As part of a ceremony during NAMM 2018, the Eventide DDL 1745 was inducted into the TECnology Hall of Fame last month.
Originally introduced in 1971, the DDL 1745 is said to be “the recording industry’s first commercially available digital delay.” Eventide says the DDL 1745 offered users 2 channels of independent delay from a single input, with a delay range of zero to 200 milliseconds (ms).
Eventide points out the DDL 1745 came into the market at a price of $3,800, which would be approximately $22,000 in today’s world.
“The Digital Delay Line was the first piece of digital audio equipment to make its way into recording studios,” says Richard Factor, founder of Eventide.
“Until 1971, all signal processing equipment was analog. When Eventide introduced the DDL 1745, it ushered in the digital age. Today digital audio is ubiquitous. The DDL 1745 spearheaded that [digital] revolution.”
Eventide DDL 1745 Ushers in the Age of Digital Recording
Back in the early 1970s, Eventide states that recording studios were using the DDL 1745 as a replacement for tape-based delay products that were used to “double” vocals. These tape-based delays the company explains were also used as pre-delays to feed plate reverbs, which the DDL 1745 also replaced.

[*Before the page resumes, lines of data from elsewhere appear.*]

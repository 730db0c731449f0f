/*
 * Copyright (c) 2025 pgElephant. All rights reserved.
 *
 * FauxGate - MongoDB wire-compatible front end for DocumentDB on PostgreSQL
 *
 * @file wire_protocol.rs
 * @brief MongoDB wire protocol framing: OP_MSG, OP_QUERY and OP_REPLY
 */

use crate::error::{FauxGateError, Result};
use bson::{Bson, Document};
use bytes::{Buf, BufMut, BytesMut};
use std::sync::atomic::{AtomicI32, Ordering};
use tokio::io::{AsyncRead, AsyncReadExt};

pub const OP_REPLY: i32 = 1;
pub const OP_QUERY: i32 = 2004;
pub const OP_MSG: i32 = 2013;

pub const HEADER_LEN: usize = 16;

/// Advertised as `maxMessageSizeBytes`; larger frames are rejected.
pub const MAX_MESSAGE_SIZE: usize = 48_000_000;
pub const MAX_BSON_OBJECT_SIZE: i32 = 16 * 1024 * 1024;

pub const MSG_FLAG_CHECKSUM_PRESENT: u32 = 1;
pub const MSG_FLAG_MORE_TO_COME: u32 = 1 << 1;
pub const MSG_FLAG_EXHAUST_ALLOWED: u32 = 1 << 16;

const MSG_REQUIRED_BITS: u32 = 0xffff;
const MSG_KNOWN_BITS: u32 = MSG_FLAG_CHECKSUM_PRESENT | MSG_FLAG_MORE_TO_COME;

static NEXT_REQUEST_ID: AtomicI32 = AtomicI32::new(1);

pub fn next_request_id() -> i32 {
    NEXT_REQUEST_ID.fetch_add(1, Ordering::Relaxed)
}

#[derive(Debug, Clone, Copy, PartialEq, Eq)]
pub struct MessageHeader {
    pub message_length: i32,
    pub request_id: i32,
    pub response_to: i32,
    pub op_code: i32,
}

impl MessageHeader {
    pub fn parse(buffer: &[u8; HEADER_LEN]) -> Self {
        let mut buf = &buffer[..];
        Self {
            message_length: buf.get_i32_le(),
            request_id: buf.get_i32_le(),
            response_to: buf.get_i32_le(),
            op_code: buf.get_i32_le(),
        }
    }

    fn write(&self, buffer: &mut BytesMut) {
        buffer.put_i32_le(self.message_length);
        buffer.put_i32_le(self.request_id);
        buffer.put_i32_le(self.response_to);
        buffer.put_i32_le(self.op_code);
    }
}

#[derive(Debug, Clone, PartialEq)]
pub enum WireMessage {
    Msg {
        header: MessageHeader,
        flags: u32,
        /// Section 0 body with every kind-1 sequence folded in as an array.
        document: Document,
    },
    Query {
        header: MessageHeader,
        flags: i32,
        full_collection_name: String,
        number_to_skip: i32,
        number_to_return: i32,
        query: Document,
    },
    Reply {
        header: MessageHeader,
        flags: i32,
        cursor_id: i64,
        starting_from: i32,
        documents: Vec<Document>,
    },
}

impl WireMessage {
    pub fn header(&self) -> &MessageHeader {
        match self {
            WireMessage::Msg { header, .. }
            | WireMessage::Query { header, .. }
            | WireMessage::Reply { header, .. } => header,
        }
    }

    pub fn more_to_come(&self) -> bool {
        matches!(self, WireMessage::Msg { flags, .. } if flags & MSG_FLAG_MORE_TO_COME != 0)
    }
}

/// Reads one framed message. `Ok(None)` means the peer closed the stream
/// cleanly between messages.
pub async fn read_message<R>(reader: &mut R) -> Result<Option<WireMessage>>
where
    R: AsyncRead + Unpin,
{
    let mut header_buf = [0u8; HEADER_LEN];
    match reader.read_exact(&mut header_buf).await {
        Ok(_) => {}
        Err(e) if e.kind() == std::io::ErrorKind::UnexpectedEof => return Ok(None),
        Err(e) => return Err(e.into()),
    }

    let header = MessageHeader::parse(&header_buf);
    let length = usize::try_from(header.message_length).unwrap_or(0);
    if length < HEADER_LEN {
        return Err(FauxGateError::WireProtocol(format!(
            "message length {} is shorter than the header",
            header.message_length
        )));
    }
    if length > MAX_MESSAGE_SIZE {
        return Err(FauxGateError::WireProtocol(format!(
            "message length {} exceeds maximum {}",
            length, MAX_MESSAGE_SIZE
        )));
    }

    let mut body = vec![0u8; length - HEADER_LEN];
    reader.read_exact(&mut body).await?;

    decode_body(header, &body).map(Some)
}

pub fn decode_body(header: MessageHeader, body: &[u8]) -> Result<WireMessage> {
    match header.op_code {
        OP_MSG => decode_op_msg(header, body),
        OP_QUERY => decode_op_query(header, body),
        OP_REPLY => decode_op_reply(header, body),
        other => Err(FauxGateError::WireProtocol(format!(
            "unsupported opcode {}",
            other
        ))),
    }
}

fn decode_op_msg(header: MessageHeader, body: &[u8]) -> Result<WireMessage> {
    let mut buf = body;
    if buf.remaining() < 4 {
        return Err(FauxGateError::WireProtocol("OP_MSG without flags".to_string()));
    }
    let flags = buf.get_u32_le();

    let unknown_required = flags & MSG_REQUIRED_BITS & !MSG_KNOWN_BITS;
    if unknown_required != 0 {
        return Err(FauxGateError::WireProtocol(format!(
            "OP_MSG has unsupported required flag bits {:#x}",
            unknown_required
        )));
    }

    if flags & MSG_FLAG_CHECKSUM_PRESENT != 0 {
        if buf.len() < 4 {
            return Err(FauxGateError::WireProtocol(
                "OP_MSG checksum flag set without checksum".to_string(),
            ));
        }
        buf = &buf[..buf.len() - 4];
    }

    let mut document: Option<Document> = None;
    let mut sequences: Vec<(String, Vec<Document>)> = Vec::new();

    while buf.has_remaining() {
        let kind = buf.get_u8();
        match kind {
            0 => {
                if document.is_some() {
                    return Err(FauxGateError::WireProtocol(
                        "OP_MSG has more than one body section".to_string(),
                    ));
                }
                document = Some(read_document(&mut buf)?);
            }
            1 => {
                let size = read_i32(&mut buf)?;
                let size = usize::try_from(size)
                    .ok()
                    .filter(|s| *s >= 4 && *s - 4 <= buf.len())
                    .ok_or_else(|| {
                        FauxGateError::WireProtocol(format!(
                            "invalid document sequence size {}",
                            size
                        ))
                    })?;
                let (mut section, rest) = buf.split_at(size - 4);
                buf = rest;

                let identifier = read_cstring(&mut section)?;
                let mut documents = Vec::new();
                while section.has_remaining() {
                    documents.push(read_document(&mut section)?);
                }
                sequences.push((identifier, documents));
            }
            other => {
                return Err(FauxGateError::WireProtocol(format!(
                    "unknown OP_MSG section kind {}",
                    other
                )))
            }
        }
    }

    let mut document = document.ok_or_else(|| {
        FauxGateError::WireProtocol("OP_MSG has no body section".to_string())
    })?;

    for (identifier, documents) in sequences {
        if document.contains_key(&identifier) {
            return Err(FauxGateError::WireProtocol(format!(
                "duplicate field '{}' in OP_MSG body and document sequence",
                identifier
            )));
        }
        document.insert(
            identifier,
            Bson::Array(documents.into_iter().map(Bson::Document).collect()),
        );
    }

    Ok(WireMessage::Msg {
        header,
        flags,
        document,
    })
}

fn decode_op_query(header: MessageHeader, body: &[u8]) -> Result<WireMessage> {
    let mut buf = body;
    let flags = read_i32(&mut buf)?;
    let full_collection_name = read_cstring(&mut buf)?;
    let number_to_skip = read_i32(&mut buf)?;
    let number_to_return = read_i32(&mut buf)?;
    let query = read_document(&mut buf)?;
    // An optional returnFieldsSelector may follow; commands never use it.

    Ok(WireMessage::Query {
        header,
        flags,
        full_collection_name,
        number_to_skip,
        number_to_return,
        query,
    })
}

fn decode_op_reply(header: MessageHeader, body: &[u8]) -> Result<WireMessage> {
    let mut buf = body;
    let flags = read_i32(&mut buf)?;
    if buf.remaining() < 8 {
        return Err(FauxGateError::WireProtocol("truncated OP_REPLY".to_string()));
    }
    let cursor_id = buf.get_i64_le();
    let starting_from = read_i32(&mut buf)?;
    let number_returned = read_i32(&mut buf)?;

    let mut documents = Vec::with_capacity(usize::try_from(number_returned).unwrap_or(0));
    while buf.has_remaining() {
        documents.push(read_document(&mut buf)?);
    }

    Ok(WireMessage::Reply {
        header,
        flags,
        cursor_id,
        starting_from,
        documents,
    })
}

fn read_i32(buf: &mut &[u8]) -> Result<i32> {
    if buf.remaining() < 4 {
        return Err(FauxGateError::WireProtocol("truncated message".to_string()));
    }
    Ok(buf.get_i32_le())
}

fn read_cstring(buf: &mut &[u8]) -> Result<String> {
    let end = buf
        .iter()
        .position(|b| *b == 0)
        .ok_or_else(|| FauxGateError::WireProtocol("unterminated cstring".to_string()))?;
    let value = std::str::from_utf8(&buf[..end])
        .map_err(|e| FauxGateError::WireProtocol(format!("invalid cstring: {}", e)))?
        .to_string();
    buf.advance(end + 1);
    Ok(value)
}

fn read_document(buf: &mut &[u8]) -> Result<Document> {
    if buf.remaining() < 4 {
        return Err(FauxGateError::WireProtocol("truncated document".to_string()));
    }
    let length = i32::from_le_bytes([buf[0], buf[1], buf[2], buf[3]]);
    let length = usize::try_from(length)
        .ok()
        .filter(|l| *l >= 5 && *l <= buf.len())
        .ok_or_else(|| {
            FauxGateError::WireProtocol(format!("invalid document length {}", length))
        })?;

    let document = bson::from_slice::<Document>(&buf[..length])
        .map_err(|e| FauxGateError::WireProtocol(format!("invalid BSON document: {}", e)))?;
    buf.advance(length);
    Ok(document)
}

fn finish(op_code: i32, request_id: i32, response_to: i32, payload: BytesMut) -> Result<Vec<u8>> {
    let message_length = HEADER_LEN + payload.len();
    if message_length > MAX_MESSAGE_SIZE {
        return Err(FauxGateError::WireProtocol(format!(
            "reply of {} bytes exceeds maximum {}",
            message_length, MAX_MESSAGE_SIZE
        )));
    }

    let mut buffer = BytesMut::with_capacity(message_length);
    MessageHeader {
        message_length: message_length as i32,
        request_id,
        response_to,
        op_code,
    }
    .write(&mut buffer);
    buffer.extend_from_slice(&payload);
    Ok(buffer.to_vec())
}

pub fn encode_op_msg(
    request_id: i32,
    response_to: i32,
    flags: u32,
    document: &Document,
) -> Result<Vec<u8>> {
    let bytes = bson::to_vec(document)?;
    let mut payload = BytesMut::with_capacity(5 + bytes.len());
    payload.put_u32_le(flags & !MSG_FLAG_CHECKSUM_PRESENT);
    payload.put_u8(0);
    payload.extend_from_slice(&bytes);
    finish(OP_MSG, request_id, response_to, payload)
}

pub fn encode_op_reply(request_id: i32, response_to: i32, document: &Document) -> Result<Vec<u8>> {
    let bytes = bson::to_vec(document)?;
    let mut payload = BytesMut::with_capacity(20 + bytes.len());
    payload.put_i32_le(0);
    payload.put_i64_le(0);
    payload.put_i32_le(0);
    payload.put_i32_le(1);
    payload.extend_from_slice(&bytes);
    finish(OP_REPLY, request_id, response_to, payload)
}

pub fn encode_op_query(
    request_id: i32,
    full_collection_name: &str,
    query: &Document,
) -> Result<Vec<u8>> {
    let bytes = bson::to_vec(query)?;
    let mut payload = BytesMut::with_capacity(13 + full_collection_name.len() + bytes.len());
    payload.put_i32_le(0);
    payload.extend_from_slice(full_collection_name.as_bytes());
    payload.put_u8(0);
    payload.put_i32_le(0);
    payload.put_i32_le(-1);
    payload.extend_from_slice(&bytes);
    finish(OP_QUERY, request_id, 0, payload)
}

Through its convenience the DDL 1745 was quickly adopted by recording studios all over the world, according to the N.J.-based manufacturer.
The DDL 1745 joins other Eventide products—the H910 and H3000 Harmonizers—were inducted into the TECnology Hall of Fame in 2007 and 2016, respectively.
The TECnology Hall of Fame has honored some of the most iconic products and solutions in the professional audio industry, including Thomas Edison’s original Neumann U47 microphone, the EMT Model 140 Plate Reverb, and Dolby A-Type Noise Reduction.
In addition to its studio products, Eventide also designs and manufactures products for broadcast such as its BD600W+ Broadcast Delay, and the H9 Multi FX Pedal for live music (guitar) that includes delay, reverb, chorus, pitch and distortion options.